"Mein Herz brennt" (German for "My heart burns") is a song by German Neue Deutsche Härte band Rammstein. The song first appeared as the opening track to the band's third studio album, Mutter (2001), and was used as the opening track for concerts during that era. It also appeared on the band's greatest hits album Made in Germany 1995–2011 (2011), being the only song on the album that, at the time of release, had not been released as a single or had a music video. The song was released as a single in 2012 to promote the then-upcoming video collection Videos 1995–2012. A piano version of the song was released as a single on 7 December 2012.

The song's lyrics involve a narrator describing the terrors of nightmares. The opening line of the song's intro and chorus (Nun, liebe Kinder, gebt fein Acht. Ich habe euch etwas mitgebracht, meaning "Now, dear children, pay attention. I have brought something for you") is taken from the German children's TV show Sandmännchen ("Mr Sandman"), which provided children with a bedtime story. The song's narrator appears as a darker version of the character.

Music videos 
Two separate videos were produced for "Mein Herz brennt", one for the original version and another for the piano version. Both were filmed in the main bathroom of Beelitz-Heilstätten, and were directed by Zoran Bihać, who had previously directed the video for "Links 2-3-4", then later on directed the videos for "Mein Teil" and "Rosenrot". Bihać described the relationship between the two videos as 'yin and yang', with the piano version being the latter.

Piano version 
The music video for the piano version of the song premiered on 7 December 2012 on Vimeo. The video shows lead singer Till Lindemann wearing a black dress and fishnets, while also sporting black and white face paint. The entire bathroom is light red, and in the centre is a 'T' shaped pool emitting light. The video consists of close-ups on Lindemann singing from behind the pool, until the second verse begins, where he begins to walk to the pool's foot. As the song closes, Lindemann walks into it and its light fades. The music video for the piano version is the first video since "Mutter" to show only Lindemann.

Original version
The video for the original version was released on 14 December 2012. In this video, the character of the Sandman is played by Melanie Gaydos. She first appears to a sleeping Richard Kruspe, triggering nightmares and sending him into a state of agony. Meanwhile, Till terrorizes the complex of Beelitz-Heilstätten, which acts as an orphanage. He kidnaps the orphans and places them in a cage located in the main bathroom. A female warden attempts to defend the children with a shotgun, but Till overpowers her. The warden appears in the video both young (Viktorija Bojarskaja) and old (Anna von Rüden), while Till remains the same age, indicating immortality and paranormal abilities.

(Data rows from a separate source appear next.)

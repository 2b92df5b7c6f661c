#![forbid(unsafe_code)]

//! Per-instance state shared between the controller and the bridge.
//!
//! Both types are cheap `Rc` handles. The controller is the only writer;
//! the bridge and the liveness gate around the caller's callback only read.

use std::cell::{Cell, RefCell};
use std::fmt;
use std::rc::Rc;

use sizereport_core::LimitedHandler;

/// Where an instance is in its lifetime.
#[derive(Debug, Clone, Copy, PartialEq, Eq, Default)]
pub enum LifecyclePhase {
    /// Constructed, element not yet available.
    #[default]
    Pending,
    /// Between mount completion and unmount start.
    Live,
    /// Unmounting or unmounted. Terminal.
    Dead,
}

/// Liveness flag: false until mount, true until unmount, then false forever.
#[derive(Debug, Clone, Default)]
pub struct Liveness {
    phase: Rc<Cell<LifecyclePhase>>,
}

impl Liveness {
    #[must_use]
    pub fn new() -> Self {
        Self::default()
    }

    #[inline]
    #[must_use]
    pub fn is_live(&self) -> bool {
        self.phase.get() == LifecyclePhase::Live
    }

    #[must_use]
    pub fn phase(&self) -> LifecyclePhase {
        self.phase.get()
    }

    /// Enter the live phase. Returns `false`, leaving the flag dead, if the
    /// instance was already torn down.
    pub fn mark_live(&self) -> bool {
        match self.phase.get() {
            LifecyclePhase::Dead => false,
            _ => {
                self.phase.set(LifecyclePhase::Live);
                true
            }
        }
    }

    /// Enter the terminal phase.
    pub fn kill(&self) {
        self.phase.set(LifecyclePhase::Dead);
    }
}

/// Replaceable reference to the active rate-limited handler.
///
/// Readers clone the handler out of the slot before calling it, so a
/// callback that reconfigures the instance never finds the slot borrowed.
#[derive(Clone, Default)]
pub struct HandlerSlot {
    current: Rc<RefCell<Option<LimitedHandler>>>,
}

impl fmt::Debug for HandlerSlot {
    fn fmt(&self, f: &mut fmt::Formatter<'_>) -> fmt::Result {
        f.debug_struct("HandlerSlot")
            .field("current", &*self.current.borrow())
            .finish()
    }
}

impl HandlerSlot {
    #[must_use]
    pub fn new() -> Self {
        Self::default()
    }

    /// Install `handler`, returning the one it replaces.
    ///
    /// The caller decides when the previous handler is dropped; dropping it
    /// clears any timer it still owns.
    pub fn install(&self, handler: LimitedHandler) -> Option<LimitedHandler> {
        self.current.borrow_mut().replace(handler)
    }

    /// Empty the slot, returning the handler it held.
    pub fn clear(&self) -> Option<LimitedHandler> {
        self.current.borrow_mut().take()
    }

    /// Clone of the active handler.
    #[must_use]
    pub fn current(&self) -> Option<LimitedHandler> {
        self.current.borrow().clone()
    }

    #[must_use]
    pub fn is_empty(&self) -> bool {
        self.current.borrow().is_none()
    }
}
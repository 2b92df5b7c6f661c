#![forbid(unsafe_code)]

//! Browser host for sizereport.
//!
//! On `wasm32` this crate provides [`DomResizePlatform`], backed by the DOM
//! `ResizeObserver`, and [`WindowTimers`], backed by `window.setTimeout`.
//! The conversions they share are plain functions and build everywhere.

mod convert;
#[cfg(target_arch = "wasm32")]
mod dom;
#[cfg(target_arch = "wasm32")]
mod timers;

pub use convert::{MAX_TIMEOUT_MS, event_from_rect, timeout_millis};
#[cfg(target_arch = "wasm32")]
pub use dom::{DomObservation, DomResizePlatform};
#[cfg(target_arch = "wasm32")]
pub use timers::WindowTimers;

/// Host services for the current browser window.
#[cfg(target_arch = "wasm32")]
pub fn host_context() -> sizereport_core::Result<sizereport_runtime::HostContext<DomResizePlatform>> {
    use std::rc::Rc;
    let timers = Rc::new(WindowTimers::new()?);
    Ok(sizereport_runtime::HostContext::new(Rc::new(DomResizePlatform::new()), timers))
}
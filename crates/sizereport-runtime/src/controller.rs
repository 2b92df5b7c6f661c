#![forbid(unsafe_code)]

//! Lifecycle controller for one size-reporting wrapper element.
//!
//! ```text
//!   new ──► SizeReportingElement ──mount──► MountedSizeReporter ──unmount──► (gone)
//!                 │  ▲                          │  ▲
//!                 └──┘ update                   └──┘ update
//! ```
//!
//! The two states are distinct types. `mount` and `unmount` consume their
//! receiver, so the platform subscription is attached once and released
//! once, and a failed mount leaves nothing behind.
//!
//! # Invariants
//!
//! 1. The caller's callback is never invoked before mount completes or
//!    after unmount begins, including from timers armed earlier. Every
//!    delivery passes through a liveness gate evaluated at delivery time.
//! 2. An update rebuilds the handler only when the callback, mode or
//!    timeout changed. The previous handler is then dropped, which clears
//!    its pending timer, so a superseded debounce never delivers. Any other
//!    update keeps the installed handler and its pending state.
//! 3. Unmount marks the instance dead before releasing the subscription.
//! 4. A rejected update leaves configuration and handler untouched.

use std::fmt;
use std::rc::Rc;
use std::sync::atomic::{AtomicU64, Ordering};

use sizereport_core::config::StyleMap;
use sizereport_core::{Props, Result, SizeCallback, SizeReportConfig, TimerHost, make_limiter};
use tracing::{debug, trace};

use crate::bridge::{Attachment, ObservationBridge};
use crate::platform::ResizePlatform;
use crate::slot::{HandlerSlot, LifecyclePhase, Liveness};

static NEXT_REPORTER_ID: AtomicU64 = AtomicU64::new(1);

fn next_reporter_id() -> u64 {
    NEXT_REPORTER_ID.fetch_add(1, Ordering::Relaxed)
}

/// Host services an instance needs: the observation primitive and timers.
pub struct HostContext<P> {
    pub platform: Rc<P>,
    pub timers: Rc<dyn TimerHost>,
}

impl<P> HostContext<P> {
    pub fn new(platform: Rc<P>, timers: Rc<dyn TimerHost>) -> Self {
        Self { platform, timers }
    }
}

impl<P> Clone for HostContext<P> {
    fn clone(&self) -> Self {
        Self {
            platform: Rc::clone(&self.platform),
            timers: Rc::clone(&self.timers),
        }
    }
}

impl<P> fmt::Debug for HostContext<P> {
    fn fmt(&self, f: &mut fmt::Formatter<'_>) -> fmt::Result {
        f.debug_struct("HostContext").finish_non_exhaustive()
    }
}

/// State shared by both lifecycle stages.
struct Instance<P: ResizePlatform> {
    id: u64,
    config: SizeReportConfig,
    liveness: Liveness,
    slot: HandlerSlot,
    bridge: ObservationBridge<P>,
    timers: Rc<dyn TimerHost>,
}

impl<P: ResizePlatform> fmt::Debug for Instance<P> {
    fn fmt(&self, f: &mut fmt::Formatter<'_>) -> fmt::Result {
        f.debug_struct("Instance")
            .field("id", &self.id)
            .field("config", &self.config)
            .field("phase", &self.liveness.phase())
            .field("slot", &self.slot)
            .finish()
    }
}

impl<P: ResizePlatform> Instance<P> {
    fn new(config: SizeReportConfig, ctx: HostContext<P>) -> Self {
        let liveness = Liveness::new();
        let slot = HandlerSlot::new();
        let bridge = ObservationBridge::new(ctx.platform, liveness.clone(), slot.clone());
        let instance = Self {
            id: next_reporter_id(),
            config,
            liveness,
            slot,
            bridge,
            timers: ctx.timers,
        };
        instance.rebuild_handler();
        instance
    }

    fn rebuild_handler(&self) {
        let gate = self.liveness.clone();
        let callback = Rc::clone(&self.config.on_size_updated);
        let id = self.id;
        let gated: SizeCallback = Rc::new(move |width, height| {
            if gate.is_live() {
                callback(width, height);
            } else {
                trace!(reporter_id = id, width, height, "delivery suppressed, instance not live");
            }
        });
        let handler = make_limiter(
            gated,
            self.config.reporting_mode,
            self.config.timeout,
            Rc::clone(&self.timers),
        );
        let previous = self.slot.install(handler);
        drop(previous);
        debug!(
            reporter_id = self.id,
            mode = %self.config.reporting_mode,
            timeout_ms = u64::try_from(self.config.timeout.as_millis()).unwrap_or(u64::MAX),
            "size handler rebuilt"
        );
    }

    fn update(&mut self, props: &Props) -> Result<()> {
        let config = SizeReportConfig::from_props(props)?;
        self.reconfigure(config)
    }

    fn reconfigure(&mut self, config: SizeReportConfig) -> Result<()> {
        config.validate()?;
        let rebuild = !self.config.same_handler_inputs(&config);
        debug!(
            reporter_id = self.id,
            handler_inputs_changed = rebuild,
            "size reporter updated"
        );
        self.config = config;
        if rebuild {
            self.rebuild_handler();
        }
        Ok(())
    }
}

/// A constructed wrapper element that has not been mounted yet.
pub struct SizeReportingElement<P: ResizePlatform> {
    inner: Instance<P>,
}

impl<P: ResizePlatform> fmt::Debug for SizeReportingElement<P> {
    fn fmt(&self, f: &mut fmt::Formatter<'_>) -> fmt::Result {
        f.debug_tuple("SizeReportingElement").field(&self.inner).finish()
    }
}

impl<P: ResizePlatform> SizeReportingElement<P> {
    /// Construct from the embedding context's property bag.
    ///
    /// Configuration errors surface here.
    pub fn new(props: &Props, ctx: HostContext<P>) -> Result<Self> {
        let config = SizeReportConfig::from_props(props)?;
        Self::with_config(config, ctx)
    }

    /// Construct from a configuration built in code.
    pub fn with_config(config: SizeReportConfig, ctx: HostContext<P>) -> Result<Self> {
        config.validate()?;
        let inner = Instance::new(config, ctx);
        debug!(reporter_id = inner.id, "size reporter constructed");
        Ok(Self { inner })
    }

    /// Apply new props. On error nothing changes.
    pub fn update(&mut self, props: &Props) -> Result<()> {
        self.inner.update(props)
    }

    /// Apply a configuration built in code. On error nothing changes.
    pub fn reconfigure(&mut self, config: SizeReportConfig) -> Result<()> {
        self.inner.reconfigure(config)
    }

    /// The rendered element became available: start observing it.
    ///
    /// On failure the instance is torn down and the error returned.
    pub fn mount(self, element: &P::Element) -> Result<MountedSizeReporter<P>> {
        let inner = self.inner;
        inner.liveness.mark_live();
        match inner.bridge.attach(element) {
            Ok(attachment) => {
                debug!(reporter_id = inner.id, "size reporter mounted");
                Ok(MountedSizeReporter {
                    inner,
                    attachment: Some(attachment),
                })
            }
            Err(err) => {
                inner.liveness.kill();
                drop(inner.slot.clear());
                debug!(reporter_id = inner.id, %err, "size reporter mount failed");
                Err(err)
            }
        }
    }

    #[must_use]
    pub fn id(&self) -> u64 {
        self.inner.id
    }

    #[must_use]
    pub fn config(&self) -> &SizeReportConfig {
        &self.inner.config
    }

    /// Attributes to render on the element.
    #[must_use]
    pub fn forwarded_attributes(&self) -> &Props {
        &self.inner.config.passthrough
    }

    #[must_use]
    pub fn effective_style(&self) -> StyleMap {
        self.inner.config.effective_style()
    }

    #[must_use]
    pub fn phase(&self) -> LifecyclePhase {
        self.inner.liveness.phase()
    }
}

/// A wrapper element whose rendered element is being observed.
///
/// Dropping it unmounts it.
pub struct MountedSizeReporter<P: ResizePlatform> {
    inner: Instance<P>,
    attachment: Option<Attachment<P>>,
}

impl<P: ResizePlatform> fmt::Debug for MountedSizeReporter<P> {
    fn fmt(&self, f: &mut fmt::Formatter<'_>) -> fmt::Result {
        f.debug_struct("MountedSizeReporter")
            .field("inner", &self.inner)
            .field("attachment", &self.attachment)
            .finish()
    }
}

impl<P: ResizePlatform> MountedSizeReporter<P> {
    /// Apply new props without touching the subscription. On error nothing
    /// changes.
    pub fn update(&mut self, props: &Props) -> Result<()> {
        self.inner.update(props)
    }

    /// Apply a configuration built in code. On error nothing changes.
    pub fn reconfigure(&mut self, config: SizeReportConfig) -> Result<()> {
        self.inner.reconfigure(config)
    }

    /// The rendered element was removed.
    pub fn unmount(self) {
        drop(self);
    }

    #[must_use]
    pub fn id(&self) -> u64 {
        self.inner.id
    }

    #[must_use]
    pub fn config(&self) -> &SizeReportConfig {
        &self.inner.config
    }

    #[must_use]
    pub fn forwarded_attributes(&self) -> &Props {
        &self.inner.config.passthrough
    }

    #[must_use]
    pub fn effective_style(&self) -> StyleMap {
        self.inner.config.effective_style()
    }

    #[must_use]
    pub fn phase(&self) -> LifecyclePhase {
        self.inner.liveness.phase()
    }

    /// Whether the element has reported a real (non-registration) size.
    #[must_use]
    pub fn has_laid_out(&self) -> bool {
        self.attachment
            .as_ref()
            .is_some_and(|attachment| attachment.gate().has_laid_out())
    }
}

impl<P: ResizePlatform> Drop for MountedSizeReporter<P> {
    fn drop(&mut self) {
        self.inner.liveness.kill();
        drop(self.inner.slot.clear());
        if let Some(attachment) = self.attachment.take() {
            attachment.detach();
        }
        debug!(reporter_id = self.inner.id, "size reporter unmounted");
    }
}
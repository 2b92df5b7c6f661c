#![forbid(unsafe_code)]

//! Time sources for timer hosts.
//!
//! Production timer queues read `web_time::Instant::now()`. Tests drive a
//! [`LabClock`] by hand so every debounce and throttle window is
//! reproducible to the microsecond.

use std::sync::Arc;
use std::sync::atomic::{AtomicU64, Ordering};
use web_time::{Duration, Instant};

/// A manually-advanceable clock for deterministic tests.
///
/// Clones share the same time.
#[derive(Debug, Clone)]
pub struct LabClock {
    epoch: Instant,
    offset_us: Arc<AtomicU64>,
}

impl LabClock {
    /// Create a lab clock starting at `Instant::now()`.
    #[must_use]
    pub fn new() -> Self {
        Self {
            epoch: Instant::now(),
            offset_us: Arc::new(AtomicU64::new(0)),
        }
    }

    /// Advance the lab clock by `delta`.
    pub fn advance(&self, delta: Duration) {
        let us = delta.as_micros().min(u64::MAX as u128) as u64;
        self.offset_us.fetch_add(us, Ordering::Release);
    }

    /// Current lab time.
    #[must_use]
    pub fn now(&self) -> Instant {
        self.epoch + self.elapsed()
    }

    /// Time elapsed since the clock was created.
    #[must_use]
    pub fn elapsed(&self) -> Duration {
        Duration::from_micros(self.offset_us.load(Ordering::Acquire))
    }

    /// Elapsed time in whole milliseconds.
    #[must_use]
    pub fn elapsed_ms(&self) -> u64 {
        self.elapsed().as_millis().min(u64::MAX as u128) as u64
    }
}

impl Default for LabClock {
    fn default() -> Self {
        Self::new()
    }
}

/// Where a timer host reads the current time from.
#[derive(Debug, Clone, Default)]
pub enum Clock {
    /// Real wall-clock time.
    #[default]
    Real,
    /// Deterministic lab clock.
    Lab(LabClock),
}

impl Clock {
    #[must_use]
    pub fn now(&self) -> Instant {
        match self {
            Self::Real => Instant::now(),
            Self::Lab(c) => c.now(),
        }
    }

    /// Move a lab clock forward. Real clocks move on their own and ignore
    /// the request.
    pub fn advance(&self, delta: Duration) {
        if let Self::Lab(c) = self {
            c.advance(delta);
        }
    }

    #[inline]
    #[must_use]
    pub fn is_lab(&self) -> bool {
        matches!(self, Self::Lab(_))
    }
}

#[cfg(test)]
mod tests {
    use super::*;

    #[test]
    fn lab_clock_advance_accumulates() {
        let clock = LabClock::new();
        let t0 = clock.now();
        clock.advance(Duration::from_millis(100));
        clock.advance(Duration::from_millis(250));
        assert_eq!(clock.now().duration_since(t0), Duration::from_millis(350));
        assert_eq!(clock.elapsed_ms(), 350);
    }

    #[test]
    fn clones_share_time() {
        let clock = LabClock::new();
        let other = clock.clone();
        clock.advance(Duration::from_millis(40));
        assert_eq!(other.elapsed_ms(), 40);
    }

    #[test]
    fn real_clock_ignores_advance() {
        let clock = Clock::Real;
        assert!(!clock.is_lab());
        let before = clock.now();
        clock.advance(Duration::from_secs(3600));
        assert!(clock.now().duration_since(before) < Duration::from_secs(3600));
    }

    #[test]
    fn lab_variant_advances_its_clock() {
        let lab = LabClock::new();
        let clock = Clock::Lab(lab.clone());
        assert!(clock.is_lab());
        clock.advance(Duration::from_millis(5));
        assert_eq!(lab.elapsed_ms(), 5);
    }
}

While guarding the orphans, Till takes a grotesque, insect-like form with an elongated head and fingers. The children are then used in various examinations and surgeries with the rest of the band playing the doctors. The female warden is also seen assisting them in her younger form. One of the surgeries sees a child's tears extracted through a syringe, which is then vaginally injected into herself by the Sandman. The Sandman is also subject to examinations by the doctors, as Paul H. Landers is seen giving her a gynecological examination.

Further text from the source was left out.